• Task to carry out
Would you return, word for word, the lines of the data below from the line with "Some(self.source[start..end].trim_end_matches(['\n', '\r']))" through the line with "let text = self.line(span.start.line)?;", and no others?

Input for this task START

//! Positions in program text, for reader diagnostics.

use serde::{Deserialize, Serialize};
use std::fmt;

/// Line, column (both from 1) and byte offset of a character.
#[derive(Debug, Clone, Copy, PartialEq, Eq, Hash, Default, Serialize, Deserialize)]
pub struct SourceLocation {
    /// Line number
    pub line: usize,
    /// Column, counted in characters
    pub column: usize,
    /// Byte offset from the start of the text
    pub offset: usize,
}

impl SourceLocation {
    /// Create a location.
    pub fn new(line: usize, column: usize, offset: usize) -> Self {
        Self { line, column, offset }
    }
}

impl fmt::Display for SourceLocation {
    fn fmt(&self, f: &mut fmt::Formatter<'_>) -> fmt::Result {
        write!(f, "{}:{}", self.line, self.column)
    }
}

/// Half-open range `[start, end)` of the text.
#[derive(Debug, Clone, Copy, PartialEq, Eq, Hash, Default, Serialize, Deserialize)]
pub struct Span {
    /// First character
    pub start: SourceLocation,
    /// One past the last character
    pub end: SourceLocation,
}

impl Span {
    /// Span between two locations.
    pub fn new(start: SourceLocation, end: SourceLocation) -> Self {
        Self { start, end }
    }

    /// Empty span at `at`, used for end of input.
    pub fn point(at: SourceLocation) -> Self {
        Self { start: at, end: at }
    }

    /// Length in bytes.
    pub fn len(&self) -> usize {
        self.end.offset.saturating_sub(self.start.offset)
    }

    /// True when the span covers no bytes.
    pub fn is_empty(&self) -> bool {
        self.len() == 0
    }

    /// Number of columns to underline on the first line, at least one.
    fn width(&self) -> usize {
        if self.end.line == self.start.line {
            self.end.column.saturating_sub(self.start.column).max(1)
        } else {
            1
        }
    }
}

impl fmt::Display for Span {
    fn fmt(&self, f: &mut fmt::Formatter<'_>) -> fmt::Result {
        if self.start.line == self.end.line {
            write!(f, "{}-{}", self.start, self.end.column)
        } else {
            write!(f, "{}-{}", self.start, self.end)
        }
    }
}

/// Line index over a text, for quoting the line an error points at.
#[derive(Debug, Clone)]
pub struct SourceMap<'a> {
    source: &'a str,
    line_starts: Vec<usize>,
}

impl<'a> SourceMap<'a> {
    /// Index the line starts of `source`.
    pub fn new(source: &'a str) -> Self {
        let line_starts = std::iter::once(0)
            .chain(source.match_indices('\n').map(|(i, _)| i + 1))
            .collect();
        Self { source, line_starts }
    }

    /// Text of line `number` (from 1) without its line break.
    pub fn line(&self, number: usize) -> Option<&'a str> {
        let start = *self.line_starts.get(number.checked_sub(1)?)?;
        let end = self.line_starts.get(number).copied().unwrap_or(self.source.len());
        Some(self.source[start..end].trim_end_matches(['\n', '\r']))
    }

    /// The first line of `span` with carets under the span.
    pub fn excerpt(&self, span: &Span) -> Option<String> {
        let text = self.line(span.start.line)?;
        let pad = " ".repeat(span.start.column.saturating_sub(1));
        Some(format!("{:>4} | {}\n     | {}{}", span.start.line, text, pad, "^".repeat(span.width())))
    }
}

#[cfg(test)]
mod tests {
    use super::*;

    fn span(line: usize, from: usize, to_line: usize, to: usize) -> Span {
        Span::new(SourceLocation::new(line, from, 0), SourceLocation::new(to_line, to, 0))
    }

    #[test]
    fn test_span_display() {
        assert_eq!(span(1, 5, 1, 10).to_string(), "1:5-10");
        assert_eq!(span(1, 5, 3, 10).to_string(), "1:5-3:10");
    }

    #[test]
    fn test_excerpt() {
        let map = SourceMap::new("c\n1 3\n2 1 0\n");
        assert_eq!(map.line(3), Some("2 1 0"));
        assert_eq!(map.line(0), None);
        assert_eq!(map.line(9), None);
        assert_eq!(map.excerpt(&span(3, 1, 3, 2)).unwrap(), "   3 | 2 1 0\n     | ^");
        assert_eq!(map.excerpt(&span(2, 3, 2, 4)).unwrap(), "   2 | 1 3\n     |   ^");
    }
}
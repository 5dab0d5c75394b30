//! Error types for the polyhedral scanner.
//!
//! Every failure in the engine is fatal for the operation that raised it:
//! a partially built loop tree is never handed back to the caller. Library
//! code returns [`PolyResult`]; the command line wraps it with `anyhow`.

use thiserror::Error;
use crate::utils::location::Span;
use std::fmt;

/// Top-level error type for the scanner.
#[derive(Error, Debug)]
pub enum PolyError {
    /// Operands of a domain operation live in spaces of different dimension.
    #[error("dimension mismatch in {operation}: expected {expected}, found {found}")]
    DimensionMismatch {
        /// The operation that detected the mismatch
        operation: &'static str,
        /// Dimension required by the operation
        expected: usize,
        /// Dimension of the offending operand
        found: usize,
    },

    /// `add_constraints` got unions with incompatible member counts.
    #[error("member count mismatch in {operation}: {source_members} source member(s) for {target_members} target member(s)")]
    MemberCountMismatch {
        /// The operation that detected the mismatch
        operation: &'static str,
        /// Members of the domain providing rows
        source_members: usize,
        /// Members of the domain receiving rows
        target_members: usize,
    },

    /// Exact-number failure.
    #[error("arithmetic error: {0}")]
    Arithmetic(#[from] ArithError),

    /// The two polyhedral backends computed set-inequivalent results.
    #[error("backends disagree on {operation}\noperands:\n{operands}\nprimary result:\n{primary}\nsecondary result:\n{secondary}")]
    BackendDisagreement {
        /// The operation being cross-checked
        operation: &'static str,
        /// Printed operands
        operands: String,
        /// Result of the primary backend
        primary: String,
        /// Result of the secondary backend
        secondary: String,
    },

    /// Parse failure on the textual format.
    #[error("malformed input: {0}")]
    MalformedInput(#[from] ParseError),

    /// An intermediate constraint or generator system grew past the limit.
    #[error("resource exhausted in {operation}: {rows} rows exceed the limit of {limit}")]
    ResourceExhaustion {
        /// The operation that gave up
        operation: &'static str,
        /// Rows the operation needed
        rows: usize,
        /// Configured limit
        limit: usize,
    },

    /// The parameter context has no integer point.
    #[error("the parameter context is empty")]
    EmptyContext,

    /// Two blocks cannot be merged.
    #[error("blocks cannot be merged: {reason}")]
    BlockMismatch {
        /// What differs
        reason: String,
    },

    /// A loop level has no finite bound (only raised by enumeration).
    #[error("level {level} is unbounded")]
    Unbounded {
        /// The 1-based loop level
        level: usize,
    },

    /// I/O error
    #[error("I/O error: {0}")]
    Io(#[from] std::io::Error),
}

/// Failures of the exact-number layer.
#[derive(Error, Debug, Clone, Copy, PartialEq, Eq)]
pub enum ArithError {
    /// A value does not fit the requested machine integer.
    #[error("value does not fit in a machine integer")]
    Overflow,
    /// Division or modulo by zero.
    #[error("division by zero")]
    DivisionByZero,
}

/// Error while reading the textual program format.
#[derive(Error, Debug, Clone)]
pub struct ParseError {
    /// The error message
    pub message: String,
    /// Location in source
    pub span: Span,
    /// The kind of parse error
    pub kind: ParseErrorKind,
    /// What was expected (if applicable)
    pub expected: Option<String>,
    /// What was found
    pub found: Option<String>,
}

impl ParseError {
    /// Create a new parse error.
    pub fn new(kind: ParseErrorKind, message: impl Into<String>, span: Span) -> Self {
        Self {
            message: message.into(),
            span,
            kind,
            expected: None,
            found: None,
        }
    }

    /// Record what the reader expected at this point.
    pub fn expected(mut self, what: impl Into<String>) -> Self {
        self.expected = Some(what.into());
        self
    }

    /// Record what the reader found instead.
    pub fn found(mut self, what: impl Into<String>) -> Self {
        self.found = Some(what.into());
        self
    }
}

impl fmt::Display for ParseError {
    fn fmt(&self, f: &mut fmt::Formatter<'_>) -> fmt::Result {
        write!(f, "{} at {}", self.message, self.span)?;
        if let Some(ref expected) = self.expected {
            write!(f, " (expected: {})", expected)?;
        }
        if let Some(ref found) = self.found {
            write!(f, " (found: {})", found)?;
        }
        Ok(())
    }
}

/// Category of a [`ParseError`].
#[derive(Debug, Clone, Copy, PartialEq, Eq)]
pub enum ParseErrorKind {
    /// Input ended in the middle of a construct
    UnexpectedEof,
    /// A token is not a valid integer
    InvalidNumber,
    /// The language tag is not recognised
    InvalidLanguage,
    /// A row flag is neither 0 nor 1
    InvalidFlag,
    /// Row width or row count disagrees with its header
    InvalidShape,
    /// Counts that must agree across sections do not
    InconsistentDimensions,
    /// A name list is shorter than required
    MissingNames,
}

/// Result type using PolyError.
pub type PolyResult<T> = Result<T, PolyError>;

Input for this task END

• Answer for this exercise
        Some(self.source[start..end].trim_end_matches(['\n', '\r']))
    }

    /// The first line of `span` with carets under the span.
    pub fn excerpt(&self, span: &Span) -> Option<String> {
        let text = self.line(span.start.line)?;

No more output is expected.